Como mujer que valoraba su independencia, Aimee siempre había sido cautelosa a la hora de meterse en relaciones. Nikolas era el primer hombre al que había dicho que sí tan rápidamente, sorprendiéndose incluso a sí misma.
«Más te vale que no», murmuró Nikolas, medio en broma, medio en serio. «Y si alguna vez nos cruzamos con uno, no me digas que es tu ex, ¿vale?». Al fin y al cabo, si no lo sabía, no se enfadaría.
«De acuerdo».
A la mañana siguiente, Bethany decidió salir.
Jonathan había dejado la llave en la cerradura, un mensaje silencioso que ella comprendió de inmediato.

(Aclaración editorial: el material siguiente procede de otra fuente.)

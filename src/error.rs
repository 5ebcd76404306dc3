use crate::domain::LocationId;
use crate::storage::StorageError;
use thiserror::Error;
use time::Duration;

#[derive(Debug, Error)]
pub enum EngineError {
    #[error("location not found: {0}")]
    NotFound(LocationId),
    #[error("check-in rate limited, retry after {}s", .retry_after.whole_seconds())]
    RateLimited { retry_after: Duration },
    #[error("storage failure: {0}")]
    StorageUnavailable(#[from] StorageError),
}
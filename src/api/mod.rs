use crate::state::AppState;
use axum::Router;
use axum::routing::{get, post};
use std::sync::Arc;

pub mod handlers;
pub mod responses;

pub fn router(state: Arc<AppState>) -> Router {
    Router::new()
        .route("/api/health", get(handlers::get_health))
        .route("/api/location-types", get(handlers::get_location_types))
        .route("/api/locations", get(handlers::get_locations))
        .route("/api/locations/{id}", get(handlers::get_location))
        .route(
            "/api/locations/{id}/queue-status",
            get(handlers::get_queue_status),
        )
        .route("/api/locations/{id}/best-time", get(handlers::get_best_times))
        .route("/api/locations/{id}/history", get(handlers::get_history))
        .route(
            "/api/locations/{id}/prediction",
            get(handlers::get_latest_prediction),
        )
        .route("/api/checkin", post(handlers::post_checkin))
        .route(
            "/api/checkins/device/{device_id}",
            get(handlers::get_device_checkins),
        )
        .with_state(state)
}
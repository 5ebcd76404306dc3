use std::net::SocketAddr;
use std::sync::Arc;
use time::OffsetDateTime;
use waitline::estimation::QueueEngine;
use waitline::state::AppState;
use waitline::storage::memory::MemoryStore;
use waitline::storage::seed::seed_catalogue;
use waitline::{api, config};

fn init_tracing(level: &str) {
    let level = level.parse::<tracing::Level>().unwrap_or(tracing::Level::INFO);
    let subscriber = tracing_subscriber::fmt()
        .with_target(false)
        .with_max_level(level)
        .finish();
    let _ = tracing::subscriber::set_global_default(subscriber);
}

#[tokio::main]
async fn main() -> Result<(), Box<dyn std::error::Error>> {
    let config = config::load_default()?;
    init_tracing(config.log_level());
    tracing::info!(
        config_path = config::DEFAULT_CONFIG_PATH,
        app = %config.app.name,
        "waitline starting"
    );

    let store = Arc::new(MemoryStore::new());
    let seeded = seed_catalogue(store.as_ref(), &config, OffsetDateTime::now_utc()).await?;
    tracing::info!(
        location_types = seeded.location_types,
        locations = seeded.locations,
        "Catalogue seeded"
    );

    let engine = QueueEngine::new(store, config.engine_settings()?);
    let settings = engine.settings();
    tracing::info!(
        live_window_minutes = settings.live_window.whole_minutes(),
        cooldown_minutes = settings.checkin_cooldown.whole_minutes(),
        utc_offset = %settings.utc_offset,
        "Engine settings loaded"
    );

    let app = api::router(Arc::new(AppState::new(engine)));
    let port = config.server_port();
    let addr = SocketAddr::from(([0, 0, 0, 0], port));
    let listener = tokio::net::TcpListener::bind(addr).await?;
    tracing::info!(%addr, "API server listening");
    axum::serve(listener, app).await?;

    Ok(())
}
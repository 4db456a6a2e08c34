//! Static list of supported EVM networks and name -> chain id resolution.

use serde::Serialize;

#[derive(Debug, Clone, Copy, PartialEq, Eq, Serialize)]
pub struct Chain {
    pub name: &'static str,
    pub id: u64,
    #[serde(skip)]
    pub aliases: &'static [&'static str],
}

pub const SUPPORTED_CHAINS: &[Chain] = &[
    Chain { name: "Ethereum", id: 1, aliases: &["mainnet", "eth", "ethereum mainnet"] },
    Chain { name: "Sepolia", id: 11_155_111, aliases: &["ethereum sepolia", "sepolia testnet"] },
    Chain { name: "Holesky", id: 17_000, aliases: &["holesky testnet"] },
    Chain { name: "Optimism", id: 10, aliases: &["op", "op mainnet", "optimism mainnet"] },
    Chain { name: "BNB Smart Chain", id: 56, aliases: &["bsc", "bnb", "binance smart chain"] },
    Chain { name: "Polygon", id: 137, aliases: &["matic", "polygon pos"] },
    Chain { name: "zkSync", id: 324, aliases: &["zksync era", "zk"] },
    Chain { name: "Base", id: 8453, aliases: &["base mainnet"] },
    Chain { name: "Arbitrum", id: 42_161, aliases: &["arbitrum one", "arb"] },
    Chain { name: "Avalanche", id: 43_114, aliases: &["avax", "avalanche c-chain"] },
    Chain { name: "Gnosis", id: 100, aliases: &["xdai", "gnosis chain"] },
];

// Case and separator insensitive: "Arbitrum_One" and "arbitrum one" compare equal.
fn normalize_name(input: &str) -> String {
    let s = input.trim().to_lowercase().replace(['_', '-'], " ");
    s.split_whitespace().collect::<Vec<_>>().join(" ")
}

/// Resolve a network name (or alias) to its chain id.
pub fn chain_id_for_name(name: &str) -> Option<u64> {
    chain_by_name(name).map(|chain| chain.id)
}

pub fn chain_by_name(name: &str) -> Option<&'static Chain> {
    let wanted = normalize_name(name);
    if wanted.is_empty() {
        return None;
    }
    SUPPORTED_CHAINS.iter().find(|chain| {
        normalize_name(chain.name) == wanted
            || chain.aliases.iter().any(|alias| normalize_name(alias) == wanted)
    })
}

pub fn chain_by_id(id: u64) -> Option<&'static Chain> {
    SUPPORTED_CHAINS.iter().find(|chain| chain.id == id)
}

pub fn supported_chains() -> &'static [Chain] {
    SUPPORTED_CHAINS
}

El cementerio estaba sereno, el aire de la mañana era fresco y desprendía el aroma de la hierba fresca y las flores.
Con las flores que había comprado en la mano, Bethany se dirigió por los sinuosos senderos hacia la lápida de su madre.
Desde la distancia, se fijó en un ramo de flores vibrantes que ya estaba colocado delante de la lápida de Marie. El corazón le dio un vuelco.
¿Había venido alguien antes?
La expresión de Bethany se ensombreció, llegando instantáneamente a la conclusión de que Jonathan podría haberla visitado en secreto. No le había dicho explícitamente que no perturbara el lugar de descanso de su madre?
Frunció el ceño cuando se acercó y alargó la mano para quitar las flores. Justo en n, una voz la llamó desde detrás, haciendo que se quedara inmóvil. «¿Bethany?»